Whenever a line in this data holds the word "back", report that line in full.
═════ DATA FOR THIS EXERCISE
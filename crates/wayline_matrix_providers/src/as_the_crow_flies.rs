use geo::{Distance, Haversine};

use crate::travel_estimate::TravelEstimate;

pub const DEFAULT_AVERAGE_SPEED_KMH: f64 = 40.0;

/// Great-circle estimate at a constant average speed.
/// Deterministic given the two points, no I/O.
pub fn as_the_crow_flies_estimate(
    from: geo::Point,
    to: geo::Point,
    speed_kmh: f64,
) -> TravelEstimate {
    let haversine = Haversine;
    let distance_km = haversine.distance(from, to) / 1000.0;

    TravelEstimate {
        distance_km,
        duration_minutes: distance_km / speed_kmh * 60.0,
    }
}

#[cfg(test)]
mod tests {
    use super::*;

    // ~1 km due north of the first point
    const ONE_KM_IN_DEGREES_LAT: f64 = 0.008993;

    #[test]
    fn test_symmetry() {
        let brussels = geo::Point::new(4.34878, 50.85045);
        let liege = geo::Point::new(5.56749, 50.63373);

        let there = as_the_crow_flies_estimate(brussels, liege, DEFAULT_AVERAGE_SPEED_KMH);
        let back = as_the_crow_flies_estimate(liege, brussels, DEFAULT_AVERAGE_SPEED_KMH);

        assert!((there.distance_km - back.distance_km).abs() < 1e-9);
        assert!((there.duration_minutes - back.duration_minutes).abs() < 1e-9);
    }

    #[test]
    fn test_one_km_at_default_speed_takes_one_and_a_half_minutes() {
        let from = geo::Point::new(4.34878, 50.85045);
        let to = geo::Point::new(4.34878, 50.85045 + ONE_KM_IN_DEGREES_LAT);

        let estimate = as_the_crow_flies_estimate(from, to, DEFAULT_AVERAGE_SPEED_KMH);

        assert!((estimate.distance_km - 1.0).abs() < 0.01);
        assert!((estimate.duration_minutes - 1.5).abs() < 0.02);
    }

    #[test]
    fn test_zero_distance() {
        let point = geo::Point::new(4.34878, 50.85045);

        let estimate = as_the_crow_flies_estimate(point, point, DEFAULT_AVERAGE_SPEED_KMH);

        assert_eq!(estimate.distance_km, 0.0);
        assert_eq!(estimate.duration_minutes, 0.0);
    }
}
use serde::Serialize;
use wayline_matrix_providers::travel_estimate::TravelEstimate;
use wayline_matrix_providers::travel_estimate_client::TravelEstimateClient;

use crate::estimate::estimate_between;
use crate::segment::Segment;
use crate::stop::Stop;

/// Estimates the leg back to an end-of-day destination.
pub struct ReturnTripCalculator<'a> {
    estimator: &'a TravelEstimateClient,
}

impl<'a> ReturnTripCalculator<'a> {
    pub fn new(estimator: &'a TravelEstimateClient) -> Self {
        ReturnTripCalculator { estimator }
    }

    /// None when either endpoint is missing. A zero estimate when an
    /// endpoint exists but has no coordinates, like any other leg.
    pub async fn estimate_return(
        &self,
        last_stop: Option<&Stop>,
        return_destination: Option<&Stop>,
    ) -> Option<TravelEstimate> {
        let (last_stop, return_destination) = (last_stop?, return_destination?);
        Some(estimate_between(self.estimator, last_stop, return_destination).await)
    }
}

/// Itinerary totals. The return leg is carried separately from the base
/// itinerary so callers can present either figure.
#[derive(Serialize, Debug, Clone, PartialEq)]
pub struct PlanTotals {
    pub distance_km: f64,
    /// Travel plus on-site time and buffers.
    pub duration_minutes: f64,
    pub return_distance_km: Option<f64>,
    pub return_duration_minutes: Option<f64>,
}

impl PlanTotals {
    pub fn compute(
        stops: &[Stop],
        segments: &[Segment],
        return_leg: Option<&TravelEstimate>,
    ) -> Self {
        let travel_minutes: f64 = segments.iter().map(|segment| segment.travel_minutes).sum();
        let on_site_minutes: i64 = stops.iter().map(|stop| stop.on_site_minutes()).sum();

        PlanTotals {
            distance_km: segments.iter().map(|segment| segment.travel_km).sum(),
            duration_minutes: travel_minutes + on_site_minutes as f64,
            return_distance_km: return_leg.map(|leg| leg.distance_km),
            return_duration_minutes: return_leg.map(|leg| leg.duration_minutes),
        }
    }

    pub fn distance_km_with_return(&self) -> f64 {
        self.distance_km + self.return_distance_km.unwrap_or(0.0)
    }

    pub fn duration_minutes_with_return(&self) -> f64 {
        self.duration_minutes + self.return_duration_minutes.unwrap_or(0.0)
    }
}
══════════
TASK RESULT
        let back = as_the_crow_flies_estimate(liege, brussels, DEFAULT_AVERAGE_SPEED_KMH);
        assert!((there.distance_km - back.distance_km).abs() < 1e-9);
        assert!((there.duration_minutes - back.duration_minutes).abs() < 1e-9);
/// Estimates the leg back to an end-of-day destination.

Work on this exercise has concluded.